The Latency experiment injects latency into IP packets at the transport layer, targeted by supplied port and host arguments. Gremlin injects latency on a per-packet basis on layer 3 of the OCI model.

Linux

The Latency experiment uses existing Quality of Service (QOS) and Differentiated Services (diffserv) facilities in the Linux kernel to emulate packet latency.

This experiment does not interact with iptables, and so it does not interfere with any existing iptables rulesets.

This experiment requires the NET_ADMIN capability, which is enabled by default at installation time. See capabilities(7)

Windows

The Latency experiment uses a custom driver to emulate packet latency.

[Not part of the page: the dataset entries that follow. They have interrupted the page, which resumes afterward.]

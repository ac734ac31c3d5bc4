//! History, session and rate limits.

use anyhow::Result;
use std::env;
use std::time::Duration;

#[derive(Debug, Clone)]
pub struct LimitsConfig {
    /// CHAT_HISTORY_SIZE: units kept per session
    pub chat_history_size: usize,
    /// SESSION_TTL_SECS: idle sessions are dropped after this; never when unset
    pub session_ttl: Option<Duration>,
    /// THROTTLE_RATE_MESSAGE_SECS
    pub throttle_rate_message: Duration,
    /// THROTTLE_RATE_IMAGE_SECS
    pub throttle_rate_image: Duration,
    /// GIF_MAX_FRAMES
    pub gif_max_frames: u32,
}

impl Default for LimitsConfig {
    fn default() -> Self {
        Self {
            chat_history_size: 10,
            session_ttl: None,
            throttle_rate_message: Duration::from_secs(1),
            throttle_rate_image: Duration::from_secs(5),
            gif_max_frames: 24,
        }
    }
}

fn parse_opt<T: std::str::FromStr>(name: &str) -> Result<Option<T>>
where
    T::Err: std::fmt::Display,
{
    match env::var(name) {
        Ok(raw) if !raw.trim().is_empty() => raw
            .trim()
            .parse()
            .map(Some)
            .map_err(|e| anyhow::anyhow!("{} is invalid: {}", name, e)),
        _ => Ok(None),
    }
}

impl LimitsConfig {
    pub fn from_env() -> Result<Self> {
        let defaults = Self::default();
        Ok(Self {
            chat_history_size: parse_opt("CHAT_HISTORY_SIZE")?
                .unwrap_or(defaults.chat_history_size),
            session_ttl: parse_opt::<u64>("SESSION_TTL_SECS")?.map(Duration::from_secs),
            throttle_rate_message: parse_opt::<u64>("THROTTLE_RATE_MESSAGE_SECS")?
                .map(Duration::from_secs)
                .unwrap_or(defaults.throttle_rate_message),
            throttle_rate_image: parse_opt::<u64>("THROTTLE_RATE_IMAGE_SECS")?
                .map(Duration::from_secs)
                .unwrap_or(defaults.throttle_rate_image),
            gif_max_frames: parse_opt("GIF_MAX_FRAMES")?.unwrap_or(defaults.gif_max_frames),
        })
    }

    pub fn validate(&self) -> Result<()> {
        if self.chat_history_size == 0 {
            anyhow::bail!("CHAT_HISTORY_SIZE must be positive");
        }
        if self.gif_max_frames == 0 {
            anyhow::bail!("GIF_MAX_FRAMES must be positive");
        }
        Ok(())
    }
}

This experiment was introduced with Windows agent 1.0.11.

Options

Parameter	Flag	Required	Default	Version	Description
IP Addresses	-i IP address	False		0.0.1	Only impact traffic to these IP addresses. Also accepts CIDR values (i.e. `10.0.0.0/24`).
Device	-d interfaces	False	Device discovery	0.0.1	Impact traffic over these network interfaces. Comma separated lists and multiple arguments supported. Linux-only: You can define multiple interfaces starting with agent version `2.30.0.`
Hostnames	-h hostnames	False	`^api.gremlin.com`	0.0.1	Only impact traffic to these hostnames.
Remote Ports	-p port numbers	False	`^53`	0.0.1	Only impact outgoing traffic to these destination ports. Also accepts port ranges (e.g. `8080-8085`).
Local Ports	-s port numbers	False		0.0.1	Only impact outgoing traffic from these source ports. Also accepts port ranges (e.g. `8080-8085`).
MS	-m int	False	`100`	0.0.1	How long to delay egress packets (millis).
Protocol	-P {TCP, UDP, ICMP}	False	all	1.5.3	Only impact a specific protocol.
Providers	WebUI and API Only	False		0.0.1	External service providers to affect.
Tags	WebUI and API Only	False		0.0.1	Only impact traffic to hosts running Gremlin clients associated with these tags.
Length	-l int	False	`60`	0.0.1	The length of the experiment (seconds).

FAQ

Why is the observed latency much higher than what's configured in the latency experiment?

You may sometimes observe a higher latency impact on your application than you configured in your latency experiment. Gremlin injects latency on a per-packet basis on layer 3 of the OSI model. This is representative of common networking failure modes, such as queuing at network switches or latency due to increased route distance. This contributes to higher observed latency primarily in two ways.

First, for TCP connections, if your request or response doesn't fit into a single congestion window, then latency will be added for each round trip. Applications that reuse large connection pools on reliable networks typically have very large congestion windows, so the latency is applied only once. However, if the latency increase causes requests to queue and overwhelm the existing pool, new connections may be created with new congestion windows. Each of these new connections will have to reopen the connection window over multiple round trips, applying the latency each time.

Second, applications may make multiple requests to the same dependency in serial. For example, if you send two queries to the same database, adding 100ms of latency will increase the application request time by 200ms (100ms for each request).

In both cases, the experiment is working as intended and revealed a reliability risk in the design of the application being tested.